Task to carry out – Would you find each line in the entries below with the string "Music" and copy it?

Data extracts –
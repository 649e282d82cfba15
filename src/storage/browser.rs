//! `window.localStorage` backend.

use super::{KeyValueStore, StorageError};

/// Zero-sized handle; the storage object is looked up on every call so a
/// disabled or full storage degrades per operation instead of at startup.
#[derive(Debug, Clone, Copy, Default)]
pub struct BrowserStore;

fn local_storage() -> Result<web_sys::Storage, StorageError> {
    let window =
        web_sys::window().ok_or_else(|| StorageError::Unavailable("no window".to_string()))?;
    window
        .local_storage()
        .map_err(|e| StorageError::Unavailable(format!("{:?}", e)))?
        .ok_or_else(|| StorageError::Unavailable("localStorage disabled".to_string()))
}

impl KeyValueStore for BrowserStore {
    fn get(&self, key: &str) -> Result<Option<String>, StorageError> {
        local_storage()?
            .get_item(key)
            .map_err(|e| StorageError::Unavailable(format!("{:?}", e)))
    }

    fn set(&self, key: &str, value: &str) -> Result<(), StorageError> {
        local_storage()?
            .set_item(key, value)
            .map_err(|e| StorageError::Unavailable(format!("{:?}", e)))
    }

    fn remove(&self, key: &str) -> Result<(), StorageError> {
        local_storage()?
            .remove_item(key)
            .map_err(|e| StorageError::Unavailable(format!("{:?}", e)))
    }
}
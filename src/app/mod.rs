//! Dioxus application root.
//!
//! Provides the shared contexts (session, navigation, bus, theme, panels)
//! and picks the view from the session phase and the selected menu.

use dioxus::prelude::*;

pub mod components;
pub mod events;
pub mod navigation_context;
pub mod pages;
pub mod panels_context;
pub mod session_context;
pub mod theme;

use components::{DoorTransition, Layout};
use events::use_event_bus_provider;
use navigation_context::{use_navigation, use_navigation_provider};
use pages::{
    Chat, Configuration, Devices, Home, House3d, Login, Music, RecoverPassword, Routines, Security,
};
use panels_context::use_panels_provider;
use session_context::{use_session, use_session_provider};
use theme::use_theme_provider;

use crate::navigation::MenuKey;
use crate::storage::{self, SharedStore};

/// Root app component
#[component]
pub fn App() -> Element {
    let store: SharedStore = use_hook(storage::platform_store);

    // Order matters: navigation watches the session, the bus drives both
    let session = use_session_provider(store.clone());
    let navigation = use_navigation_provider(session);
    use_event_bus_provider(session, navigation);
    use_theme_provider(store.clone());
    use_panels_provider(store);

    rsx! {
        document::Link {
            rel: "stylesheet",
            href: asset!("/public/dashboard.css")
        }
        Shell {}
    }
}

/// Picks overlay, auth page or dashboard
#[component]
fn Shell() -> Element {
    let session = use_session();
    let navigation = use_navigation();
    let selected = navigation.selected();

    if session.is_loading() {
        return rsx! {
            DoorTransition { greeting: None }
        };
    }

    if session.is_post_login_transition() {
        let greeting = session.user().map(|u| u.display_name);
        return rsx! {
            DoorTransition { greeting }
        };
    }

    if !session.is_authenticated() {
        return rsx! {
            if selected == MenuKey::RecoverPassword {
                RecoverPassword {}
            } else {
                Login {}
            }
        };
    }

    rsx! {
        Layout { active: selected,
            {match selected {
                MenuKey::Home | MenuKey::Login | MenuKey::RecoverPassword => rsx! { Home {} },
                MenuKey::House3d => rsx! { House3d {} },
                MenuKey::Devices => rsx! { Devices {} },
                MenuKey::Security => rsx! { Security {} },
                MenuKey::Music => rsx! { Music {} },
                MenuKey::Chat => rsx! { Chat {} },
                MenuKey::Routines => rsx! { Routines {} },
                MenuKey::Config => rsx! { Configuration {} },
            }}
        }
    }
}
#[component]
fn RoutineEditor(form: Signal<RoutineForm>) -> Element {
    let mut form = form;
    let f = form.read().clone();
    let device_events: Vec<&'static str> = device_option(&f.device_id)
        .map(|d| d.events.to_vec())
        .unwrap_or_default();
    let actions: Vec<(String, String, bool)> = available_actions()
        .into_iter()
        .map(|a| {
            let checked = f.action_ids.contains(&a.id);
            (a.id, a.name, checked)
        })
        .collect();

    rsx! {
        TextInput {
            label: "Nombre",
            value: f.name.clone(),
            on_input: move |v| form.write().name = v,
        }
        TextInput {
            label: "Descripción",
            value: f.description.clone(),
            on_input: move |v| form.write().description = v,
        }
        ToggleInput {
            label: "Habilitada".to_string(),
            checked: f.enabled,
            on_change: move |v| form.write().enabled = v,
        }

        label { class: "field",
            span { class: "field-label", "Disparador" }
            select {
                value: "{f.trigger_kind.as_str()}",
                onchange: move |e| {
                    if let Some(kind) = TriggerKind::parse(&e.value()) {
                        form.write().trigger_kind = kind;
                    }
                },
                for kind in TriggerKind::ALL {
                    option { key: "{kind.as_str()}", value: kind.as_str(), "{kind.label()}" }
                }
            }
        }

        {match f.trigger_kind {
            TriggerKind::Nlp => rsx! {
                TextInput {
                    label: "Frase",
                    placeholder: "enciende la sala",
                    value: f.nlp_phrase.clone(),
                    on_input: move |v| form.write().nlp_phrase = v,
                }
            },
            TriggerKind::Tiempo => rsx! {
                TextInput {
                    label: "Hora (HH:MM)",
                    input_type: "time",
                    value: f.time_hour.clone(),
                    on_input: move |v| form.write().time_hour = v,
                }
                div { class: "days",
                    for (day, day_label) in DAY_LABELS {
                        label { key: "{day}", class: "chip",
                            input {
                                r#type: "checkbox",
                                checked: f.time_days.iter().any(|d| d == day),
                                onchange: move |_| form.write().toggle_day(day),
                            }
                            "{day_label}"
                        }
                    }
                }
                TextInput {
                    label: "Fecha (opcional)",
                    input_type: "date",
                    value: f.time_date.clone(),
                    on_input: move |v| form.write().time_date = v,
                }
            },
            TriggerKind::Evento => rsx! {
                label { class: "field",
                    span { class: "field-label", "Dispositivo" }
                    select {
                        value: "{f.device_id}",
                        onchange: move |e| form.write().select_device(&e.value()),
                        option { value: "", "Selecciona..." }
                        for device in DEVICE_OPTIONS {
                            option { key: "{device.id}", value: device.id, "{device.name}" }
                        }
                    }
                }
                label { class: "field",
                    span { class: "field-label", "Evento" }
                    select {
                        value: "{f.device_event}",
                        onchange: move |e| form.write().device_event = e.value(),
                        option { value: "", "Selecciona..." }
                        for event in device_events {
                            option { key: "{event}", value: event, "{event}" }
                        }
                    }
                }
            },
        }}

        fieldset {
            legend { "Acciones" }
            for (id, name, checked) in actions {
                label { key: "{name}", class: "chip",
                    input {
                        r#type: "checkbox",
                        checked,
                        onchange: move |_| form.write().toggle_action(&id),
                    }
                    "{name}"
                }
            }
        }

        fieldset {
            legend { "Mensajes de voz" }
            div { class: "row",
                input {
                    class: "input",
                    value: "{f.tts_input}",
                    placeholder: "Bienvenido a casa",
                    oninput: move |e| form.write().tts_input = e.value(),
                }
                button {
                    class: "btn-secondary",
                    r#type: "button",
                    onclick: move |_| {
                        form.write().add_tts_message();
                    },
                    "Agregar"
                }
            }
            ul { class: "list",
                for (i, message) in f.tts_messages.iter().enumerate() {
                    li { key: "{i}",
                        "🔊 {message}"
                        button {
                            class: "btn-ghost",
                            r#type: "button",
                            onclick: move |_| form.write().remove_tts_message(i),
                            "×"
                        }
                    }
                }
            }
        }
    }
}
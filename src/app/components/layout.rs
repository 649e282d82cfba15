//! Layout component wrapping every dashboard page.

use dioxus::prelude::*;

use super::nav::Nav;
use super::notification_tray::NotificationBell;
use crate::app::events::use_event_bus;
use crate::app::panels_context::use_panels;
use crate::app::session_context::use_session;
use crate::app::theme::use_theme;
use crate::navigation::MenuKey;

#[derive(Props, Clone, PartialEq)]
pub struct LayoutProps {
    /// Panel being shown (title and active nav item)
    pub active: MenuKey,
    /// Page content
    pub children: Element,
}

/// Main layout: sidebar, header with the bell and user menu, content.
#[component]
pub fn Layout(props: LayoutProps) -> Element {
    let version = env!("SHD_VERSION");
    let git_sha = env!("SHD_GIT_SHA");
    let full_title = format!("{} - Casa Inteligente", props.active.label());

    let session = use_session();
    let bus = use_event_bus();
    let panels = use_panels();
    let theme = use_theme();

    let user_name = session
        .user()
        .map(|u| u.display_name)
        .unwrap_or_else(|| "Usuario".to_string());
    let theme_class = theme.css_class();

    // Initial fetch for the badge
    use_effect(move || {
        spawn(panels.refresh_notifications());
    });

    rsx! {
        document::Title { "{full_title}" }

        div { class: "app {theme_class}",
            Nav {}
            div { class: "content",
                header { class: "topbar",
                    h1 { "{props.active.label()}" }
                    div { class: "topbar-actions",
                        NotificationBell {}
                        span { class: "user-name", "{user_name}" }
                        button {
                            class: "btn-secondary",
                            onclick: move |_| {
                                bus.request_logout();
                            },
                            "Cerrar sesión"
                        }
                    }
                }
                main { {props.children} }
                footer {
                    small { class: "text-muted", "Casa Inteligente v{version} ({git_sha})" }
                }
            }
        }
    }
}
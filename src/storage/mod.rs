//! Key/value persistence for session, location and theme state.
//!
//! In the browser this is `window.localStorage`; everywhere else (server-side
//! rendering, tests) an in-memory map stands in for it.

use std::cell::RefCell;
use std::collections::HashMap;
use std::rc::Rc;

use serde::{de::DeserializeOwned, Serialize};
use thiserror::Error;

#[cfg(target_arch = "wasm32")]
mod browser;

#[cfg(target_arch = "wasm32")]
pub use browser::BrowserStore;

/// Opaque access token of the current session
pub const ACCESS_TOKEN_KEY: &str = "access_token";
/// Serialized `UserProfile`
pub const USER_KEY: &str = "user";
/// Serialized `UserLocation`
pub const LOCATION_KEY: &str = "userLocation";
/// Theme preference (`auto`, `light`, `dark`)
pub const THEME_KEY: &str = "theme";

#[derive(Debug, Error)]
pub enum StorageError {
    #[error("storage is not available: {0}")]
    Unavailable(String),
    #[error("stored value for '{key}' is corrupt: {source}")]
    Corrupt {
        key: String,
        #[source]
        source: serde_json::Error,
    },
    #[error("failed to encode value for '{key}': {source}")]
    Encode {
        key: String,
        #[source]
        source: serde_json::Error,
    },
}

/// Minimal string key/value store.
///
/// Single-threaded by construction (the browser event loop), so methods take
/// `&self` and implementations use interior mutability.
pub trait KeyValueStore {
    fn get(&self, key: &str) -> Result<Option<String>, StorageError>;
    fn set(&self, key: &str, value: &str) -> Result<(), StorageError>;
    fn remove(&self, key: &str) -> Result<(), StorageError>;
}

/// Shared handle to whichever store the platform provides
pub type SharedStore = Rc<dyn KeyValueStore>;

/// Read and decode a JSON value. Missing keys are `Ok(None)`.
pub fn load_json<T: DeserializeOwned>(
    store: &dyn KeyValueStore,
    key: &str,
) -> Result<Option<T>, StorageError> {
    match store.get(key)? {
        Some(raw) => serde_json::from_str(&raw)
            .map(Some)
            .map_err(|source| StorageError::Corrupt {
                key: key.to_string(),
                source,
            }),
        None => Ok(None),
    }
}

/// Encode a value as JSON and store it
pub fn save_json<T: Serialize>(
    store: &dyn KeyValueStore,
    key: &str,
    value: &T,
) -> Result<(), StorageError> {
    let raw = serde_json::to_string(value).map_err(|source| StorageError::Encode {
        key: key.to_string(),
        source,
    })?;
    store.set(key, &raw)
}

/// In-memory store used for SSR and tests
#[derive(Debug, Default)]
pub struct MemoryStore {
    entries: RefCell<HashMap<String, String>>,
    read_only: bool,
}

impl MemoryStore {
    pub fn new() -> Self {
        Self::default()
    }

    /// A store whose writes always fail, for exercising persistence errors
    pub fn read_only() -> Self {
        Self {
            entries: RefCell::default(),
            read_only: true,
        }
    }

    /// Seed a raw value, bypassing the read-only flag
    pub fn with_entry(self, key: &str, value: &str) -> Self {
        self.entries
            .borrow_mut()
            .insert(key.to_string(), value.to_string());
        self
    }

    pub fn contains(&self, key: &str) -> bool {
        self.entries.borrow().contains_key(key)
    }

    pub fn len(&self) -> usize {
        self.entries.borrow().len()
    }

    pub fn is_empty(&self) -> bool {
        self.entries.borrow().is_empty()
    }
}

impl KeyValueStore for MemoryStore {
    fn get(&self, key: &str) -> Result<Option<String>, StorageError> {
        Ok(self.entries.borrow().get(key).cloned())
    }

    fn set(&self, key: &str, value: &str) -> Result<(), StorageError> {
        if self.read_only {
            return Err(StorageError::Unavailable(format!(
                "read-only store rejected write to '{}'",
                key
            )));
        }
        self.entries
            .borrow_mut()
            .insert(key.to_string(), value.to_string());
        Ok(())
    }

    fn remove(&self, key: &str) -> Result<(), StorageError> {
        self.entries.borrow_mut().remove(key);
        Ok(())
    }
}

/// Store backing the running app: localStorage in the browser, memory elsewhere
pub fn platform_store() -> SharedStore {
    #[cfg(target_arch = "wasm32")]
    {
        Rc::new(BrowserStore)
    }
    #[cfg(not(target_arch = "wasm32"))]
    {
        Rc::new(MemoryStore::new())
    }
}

Written answer –
    Chat, Configuration, Devices, Home, House3d, Login, Music, RecoverPassword, Routines, Security,
                MenuKey::Music => rsx! { Music {} },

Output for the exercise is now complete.